Loading learning content...
Understanding the rules that govern set operations is essential for writing efficient, correct, and optimizable relational algebra expressions. These rules determine how operations can be combined, reordered, and transformed—forming the theoretical foundation for query optimization.
Just as arithmetic has rules like commutativity (a + b = b + a) and distributivity (a × (b + c) = a×b + a×c), relational algebra has its own laws that govern how operations interact. These laws enable query optimizers to transform your queries into equivalent but more efficient forms.
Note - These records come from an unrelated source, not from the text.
//! Cole-Kripke sleep/wake scoring for one sensor.
//!
//! For epoch `i` the sleep index is
//!
//! ```text
//! SI(i) = P * (w[-4]·a[i-4] + … + w[0]·a[i] + … + w[2]·a[i+2])
//! ```
//!
//! where `a` are the adjusted activity counts. An epoch is sleep when
//! `SI(i) < T`. Neighbours outside the series count as zero and the affected
//! epochs (first four, last two) are flagged as boundary-approximate.

use crate::core::classifier::{
    Classification, LabelSource, SensorScores, SleepClassifier, SleepIndex, SleepLabel,
    SleepReport,
};
use crate::core::epochs::CountsSeries;
use crate::error::{ActigraphyError, Mismatch};
use serde::{Deserialize, Serialize};

/// Epochs before the scored one that enter the window.
pub const LOOKBACK: usize = 4;
/// Epochs after the scored one that enter the window.
pub const LOOKAHEAD: usize = 2;
/// Window length.
pub const WINDOW: usize = LOOKBACK + 1 + LOOKAHEAD;

/// Constants of the 1-minute Cole-Kripke formula.
#[derive(Debug, Clone, PartialEq, Serialize, Deserialize)]
pub struct ColeKripkeParams {
    /// Weights from `a[i-4]` through `a[i+2]`
    pub weights: [f64; WINDOW],
    /// Scale factor `P`
    pub scale: f64,
    /// Sleep when the index is strictly below this
    pub threshold: f64,
    /// Raw counts are divided by this before weighting
    pub count_divisor: f64,
    /// Adjusted counts are capped at this
    pub count_cap: f64,
}

impl Default for ColeKripkeParams {
    fn default() -> Self {
        Self {
            weights: [106.0, 54.0, 58.0, 76.0, 230.0, 74.0, 67.0],
            scale: 0.001,
            threshold: 1.0,
            count_divisor: 100.0,
            count_cap: 300.0,
        }
    }
}

impl ColeKripkeParams {
    /// Scale and cap a raw activity count.
    pub fn adjust(&self, count: f64) -> f64 {
        (count / self.count_divisor).min(self.count_cap)
    }
}

/// Single-sensor Cole-Kripke classifier.
#[derive(Debug, Clone, Default)]
pub struct ColeKripke {
    params: ColeKripkeParams,
}

impl ColeKripke {
    pub fn new(params: ColeKripkeParams) -> Self {
        Self { params }
    }

    pub fn params(&self) -> &ColeKripkeParams {
        &self.params
    }

    /// Sleep index of every epoch in `series`.
    pub fn sleep_indices(&self, series: &CountsSeries) -> Result<Vec<SleepIndex>, ActigraphyError> {
        if series.is_empty() {
            return Err(ActigraphyError::EmptySignal {
                stage: "Cole-Kripke classifier",
            });
        }

        let adjusted: Vec<f64> = series
            .counts()
            .into_iter()
            .map(|c| self.params.adjust(c))
            .collect();
        let n = adjusted.len();

        Ok((0..n)
            .map(|i| {
                let weighted: f64 = self
                    .params
                    .weights
                    .iter()
                    .enumerate()
                    .filter_map(|(slot, w)| {
                        // slot 0 is a[i-4], slot 4 is a[i], slot 6 is a[i+2]
                        let j = (i + slot).checked_sub(LOOKBACK)?;
                        adjusted.get(j).map(|a| w * a)
                    })
                    .sum();
                SleepIndex {
                    epoch_index: i,
                    sensor: series.sensor,
                    value: self.params.scale * weighted,
                }
            })
            .collect())
    }

    /// Sleep indices and labels for one sensor.
    pub fn score(&self, series: &CountsSeries) -> Result<SensorScores, ActigraphyError> {
        let sleep_indices = self.sleep_indices(series)?;
        let n = sleep_indices.len();

        let classifications = sleep_indices
            .iter()
            .zip(&series.epochs)
            .map(|(index, epoch)| Classification {
                epoch_start: epoch.epoch_start,
                source: LabelSource::Sensor(series.sensor),
                label: self.label_for(index.value),
                boundary_approximate: is_boundary(index.epoch_index, n),
            })
            .collect();

        Ok(SensorScores {
            sensor: series.sensor,
            sleep_indices,
            classifications,
        })
    }

    fn label_for(&self, sleep_index: f64) -> SleepLabel {
        if sleep_index < self.params.threshold {
            SleepLabel::Sleep
        } else {
            SleepLabel::Wake
        }
    }
}

/// Whether epoch `i` of `n` lacks a full scoring window.
pub fn is_boundary(i: usize, n: usize) -> bool {
    i < LOOKBACK || i + LOOKAHEAD >= n
}

impl SleepClassifier for ColeKripke {
    fn name(&self) -> &'static str {
        "cole-kripke"
    }

    fn classify(&self, series: &[CountsSeries]) -> Result<SleepReport, ActigraphyError> {
        let [only] = series else {
            return Err(Mismatch::Count {
                expected: 1,
                found: series.len(),
            }
            .into());
        };

        let scores = self.score(only)?;
        Ok(SleepReport {
            algorithm: self.name().to_string(),
            labels: scores.classifications.clone(),
            sensors: vec![scores],
        })
    }
}

#[cfg(test)]
mod tests {
    use super::*;
    use crate::core::epochs::EpochCount;
    use crate::input::SensorId;
    use chrono::{DateTime, Duration};

    fn series(counts: &[u64]) -> CountsSeries {
        CountsSeries {
            sensor: SensorId(1),
            epoch_secs: 60,
            epochs: counts
                .iter()
                .enumerate()
                .map(|(i, &count)| EpochCount {
                    epoch_start: DateTime::UNIX_EPOCH + Duration::minutes(i as i64),
                    sensor: SensorId(1),
                    axis_counts: [count, 0, 0],
                    count,
                })
                .collect(),
        }
    }

    #[test]
    fn test_zero_activity_is_sleep() {
        let scores = ColeKripke::default().score(&series(&[0; 12])).unwrap();

        assert!(scores.sleep_indices.iter().all(|si| si.value == 0.0));
        assert!(scores
            .classifications
            .iter()
            .all(|c| c.label == SleepLabel::Sleep));
    }

    #[test]
    fn test_weighted_sum() {
        // A single burst of 1000 counts (adjusted 10) at epoch 5.
        let mut counts = [0u64; 10];
        counts[5] = 1000;
        let indices = ColeKripke::default()
            .sleep_indices(&series(&counts))
            .unwrap();

        let expected = [0.0, 0.0, 0.0, 0.67, 0.74, 2.30, 0.76, 0.58, 0.54, 1.06];
        for (si, want) in indices.iter().zip(expected) {
            assert!(
                (si.value - want).abs() < 1e-9,
                "epoch {}: {} != {}",
                si.epoch_index,
                si.value,
                want
            );
        }
    }

    #[test]
    fn test_threshold_and_cap() {
        let classifier = ColeKripke::default();

        // Adjusted count 4.3 alone at the centre weight gives 0.989: sleep.
        let mut counts = [0u64; 9];
        counts[4] = 430;
        let scores = classifier.score(&series(&counts)).unwrap();
        assert_eq!(scores.classifications[4].label, SleepLabel::Sleep);

        // 4.35 gives 1.0005: wake.
        counts[4] = 435;
        let scores = classifier.score(&series(&counts)).unwrap();
        assert_eq!(scores.classifications[4].label, SleepLabel::Wake);

        assert_eq!(classifier.params().adjust(1_000_000.0), 300.0);
    }

    #[test]
    fn test_boundary_flags() {
        let scores = ColeKripke::default().score(&series(&[0; 10])).unwrap();
        let flags: Vec<bool> = scores
            .classifications
            .iter()
            .map(|c| c.boundary_approximate)
            .collect();
        assert_eq!(
            flags,
            vec![true, true, true, true, false, false, false, false, true, true]
        );

        let scores = ColeKripke::default().score(&series(&[0; 3])).unwrap();
        assert!(scores.classifications.iter().all(|c| c.boundary_approximate));
    }

    #[test]
    fn test_deterministic() {
        let input = series(&[0, 120, 5000, 40, 0, 0, 900, 12, 3000, 0, 0]);
        let classifier = ColeKripke::default();
        assert_eq!(
            classifier.score(&input).unwrap(),
            classifier.score(&input).unwrap()
        );
    }

    #[test]
    fn test_classify_requires_one_series() {
        let classifier = ColeKripke::default();
        let err = classifier
            .classify(&[series(&[0; 5]), series(&[0; 5])])
            .unwrap_err();
        assert_eq!(
            err,
            ActigraphyError::SensorCountMismatch(Mismatch::Count {
                expected: 1,
                found: 2
            })
        );

        let report = classifier.classify(&[series(&[0; 5])]).unwrap();
        assert_eq!(report.algorithm, "cole-kripke");
        assert_eq!(report.len(), 5);
        assert_eq!(report.labels[0].source, LabelSource::Sensor(SensorId(1)));
    }

    #[test]
    fn test_empty_series() {
        assert_eq!(
            ColeKripke::default().score(&series(&[])),
            Err(ActigraphyError::EmptySignal {
                stage: "Cole-Kripke classifier"
            })
        );
    }
}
This page covers the complete set of rules for relational set operations: algebraic properties, operator precedence, equivalence transformations, and the optimization opportunities they enable.
By the end of this page, you will master all algebraic properties of set operations, understand operator precedence in relational expressions, know the key equivalence rules for query transformation, apply these rules for query optimization, and recognize patterns that query optimizers exploit.
The three set operations—union, intersection, and difference—exhibit distinct algebraic properties. Understanding these properties is crucial for query manipulation and optimization.
Commutativity:
An operation ⊕ is commutative if A ⊕ B = B ⊕ A for all A and B.
| Operation | Commutative? | Example |
|---|---|---|
| Union (∪) | ✓ Yes | R ∪ S = S ∪ R |
| Intersection (∩) | ✓ Yes | R ∩ S = S ∩ R |
| Difference (−) | ✗ No | R − S ≠ S − R (in general) |
Associativity:
An operation ⊕ is associative if (A ⊕ B) ⊕ C = A ⊕ (B ⊕ C).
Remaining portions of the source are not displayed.